Codebase retrieval mode doesn't properly answer using the context

logancyang commented 4 months ago

Before submitting your bug report

[X] I believe this is a bug. I'll try to join the Continue Discord for questions
[X] I'm not able to find an open issue that reports the same bug
[X] I've seen the troubleshooting guide on the Continue Docs

Relevant environment info

- OS: MacOS 14.3.1
- Continue: v0.8.17
- IDE: VS Code 1.87.1

Description

First time trying continue with @codebase, it seems successful at retrieval but the answer still appear to see nothing from the retrieved files.

I've been trying different questions with @Codebase but none worked.

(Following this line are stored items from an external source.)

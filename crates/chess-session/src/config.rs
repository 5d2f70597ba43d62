//! Session configuration loaded from `session.toml`.
//!
//! Every field has a default, so a missing file or a partial file both work.

use chess_core::Piece;
use serde::{Deserialize, Serialize};
use std::path::{Path, PathBuf};
use thiserror::Error;

/// Errors that can occur when loading or parsing configuration.
#[derive(Error, Debug)]
pub enum ConfigError {
    /// Failed to read the configuration file from disk.
    #[error("Failed to read config file: {0}")]
    ReadError(#[from] std::io::Error),
    /// Failed to parse the configuration file as valid TOML.
    #[error("Failed to parse config: {0}")]
    ParseError(#[from] toml::de::Error),
    /// A value parsed but makes no sense.
    #[error("Invalid config value for {field}: {reason}")]
    Invalid { field: &'static str, reason: String },
}

/// Piece a human pawn promotes to when a two-click move reaches the last row.
#[derive(Debug, Deserialize, Serialize, Clone, Copy, PartialEq, Eq, Default)]
#[serde(rename_all = "lowercase")]
pub enum PromotionChoice {
    #[default]
    Queen,
    Rook,
    Bishop,
    Knight,
}

impl PromotionChoice {
    pub fn piece(self) -> Piece {
        match self {
            PromotionChoice::Queen => Piece::Queen,
            PromotionChoice::Rook => Piece::Rook,
            PromotionChoice::Bishop => Piece::Bishop,
            PromotionChoice::Knight => Piece::Knight,
        }
    }
}

/// AI settings, the `[ai]` table.
#[derive(Debug, Deserialize, Serialize, Clone, PartialEq, Eq)]
pub struct AiConfig {
    /// Search depth in plies. Defaults to 2.
    #[serde(default = "default_depth")]
    pub depth: u8,
    /// Run the search on a worker thread instead of inside the tick.
    #[serde(default = "default_true")]
    pub background: bool,
    /// Play a random legal move when the search returns nothing.
    #[serde(default = "default_true")]
    pub random_fallback: bool,
    /// Seed for the fallback RNG. Random when absent.
    #[serde(default)]
    pub seed: Option<u64>,
}

fn default_depth() -> u8 {
    2
}

fn default_true() -> bool {
    true
}

impl Default for AiConfig {
    fn default() -> Self {
        AiConfig {
            depth: default_depth(),
            background: true,
            random_fallback: true,
            seed: None,
        }
    }
}

/// Top-level session configuration.
#[derive(Debug, Deserialize, Serialize, Clone, PartialEq, Eq)]
pub struct SessionConfig {
    /// Animation frames per square travelled. Defaults to 10.
    #[serde(default = "default_frames_per_square")]
    pub frames_per_square: u32,
    /// Ticks per second outside animations. Defaults to 15.
    #[serde(default = "default_logic_fps")]
    pub logic_fps: u32,
    /// Ticks per second while a move is animating. Defaults to 60.
    #[serde(default = "default_animation_fps")]
    pub animation_fps: u32,
    /// The single save slot. Defaults to `saves/session.json`.
    #[serde(default = "default_save_path")]
    pub save_path: PathBuf,
    #[serde(default)]
    pub promotion: PromotionChoice,
    #[serde(default)]
    pub ai: AiConfig,
}

fn default_frames_per_square() -> u32 {
    10
}

fn default_logic_fps() -> u32 {
    15
}

fn default_animation_fps() -> u32 {
    60
}

fn default_save_path() -> PathBuf {
    PathBuf::from("saves/session.json")
}

impl Default for SessionConfig {
    fn default() -> Self {
        SessionConfig {
            frames_per_square: default_frames_per_square(),
            logic_fps: default_logic_fps(),
            animation_fps: default_animation_fps(),
            save_path: default_save_path(),
            promotion: PromotionChoice::default(),
            ai: AiConfig::default(),
        }
    }
}

impl SessionConfig {
    /// Loads the configuration at `path`, or defaults if it does not exist.
    ///
    /// # Errors
    ///
    /// Returns [`ConfigError::ReadError`] if the file exists but cannot be read,
    /// [`ConfigError::ParseError`] if it is not valid TOML and
    /// [`ConfigError::Invalid`] for zero frame rates.
    pub fn load(path: &Path) -> Result<Self, ConfigError> {
        if path.exists() {
            let content = std::fs::read_to_string(path)?;
            Self::from_toml(&content)
        } else {
            Ok(Self::default())
        }
    }

    /// Parses and validates a configuration document.
    pub fn from_toml(content: &str) -> Result<Self, ConfigError> {
        let config: SessionConfig = toml::from_str(content)?;
        config.validate()?;
        Ok(config)
    }

    /// Returns the default configuration file path.
    pub fn config_path() -> PathBuf {
        PathBuf::from("session.toml")
    }

    fn validate(&self) -> Result<(), ConfigError> {
        for (field, value) in [
            ("logic_fps", self.logic_fps),
            ("animation_fps", self.animation_fps),
        ] {
            if value == 0 {
                return Err(ConfigError::Invalid {
                    field,
                    reason: "must be at least 1".to_string(),
                });
            }
        }
        Ok(())
    }
}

This one above was with GPT-4 and the default transformers.js embedding.

Really wanted it to work. (I was planning to make a YT video to share it because I think this is the current best way to integrate local coding LLMs)

I also tried using openai embedding small by setting the embedding provider as below and refreshing the index, but got this error Error getting context items from codebase: TypeError: Cannot read properties of undefined (reading '0'). Could be a separate issue though.

{
  "embeddingsProvider": {
    "provider": "openai",
    "model": "text-embedding-3-small"
  }
}

To reproduce

My config.json

{
  "models": [
    {
      "title": "GPT-4 (Free Trial)",
      "provider": "free-trial",
      "model": "gpt-4"
    },
    {
      "title": "GPT-4 Vision (Free Trial)",
      "provider": "free-trial",
      "model": "gpt-4-vision-preview"
    },
    {
      "title": "Gemini Pro (Free Trial)",
      "provider": "free-trial",
      "model": "gemini-pro"
    },
    {
      "title": "Codellama 70b (Free Trial)",
      "provider": "free-trial",
      "model": "codellama-70b"
    },
    {
      "title": "Phind Codellama",
      "provider": "ollama",
      "model": "phind-codellama",
      "num_ctx": 16384
    }
  ],
  "slashCommands": [
    {
      "name": "edit",
      "description": "Edit selected code"
    },
    {
      "name": "comment",
      "description": "Write comments for the selected code"
    },
    {
      "name": "share",
      "description": "Download and share this session"
    },
    {
      "name": "cmd",
      "description": "Generate a shell command"
    }
  ],
  "customCommands": [
    {
      "name": "test",
      "prompt": "Write a comprehensive set of unit tests for the selected code. It should setup, run tests that check for correctness including important edge cases, and teardown. Ensure that the tests are complete and sophisticated. Give the tests just as chat output, don't edit any file.",
      "description": "Write unit tests for highlighted code"
    }
  ],
  "contextProviders": [
    {
      "name": "diff",
      "params": {}
    },
    {
      "name": "open",
      "params": {}
    },
    {
      "name": "terminal",
      "params": {}
    },
    {
      "name": "problems",
      "params": {}
    },
    {
      "name": "codebase",
      "params": {
        "nRetrieve": 45,
        "nFinal": 15,
        "useReranking": true
      }
    }
  ],
  "embeddingsProvider": {
    "provider": "transformers.js"
  },
  "allowAnonymousTelemetry": false
}

Log output

No response

sestinj commented 3 months ago

@logancyang it looks like you're doing nothing wrong! Properties of undefined does seem like a separate error and I'll check this out.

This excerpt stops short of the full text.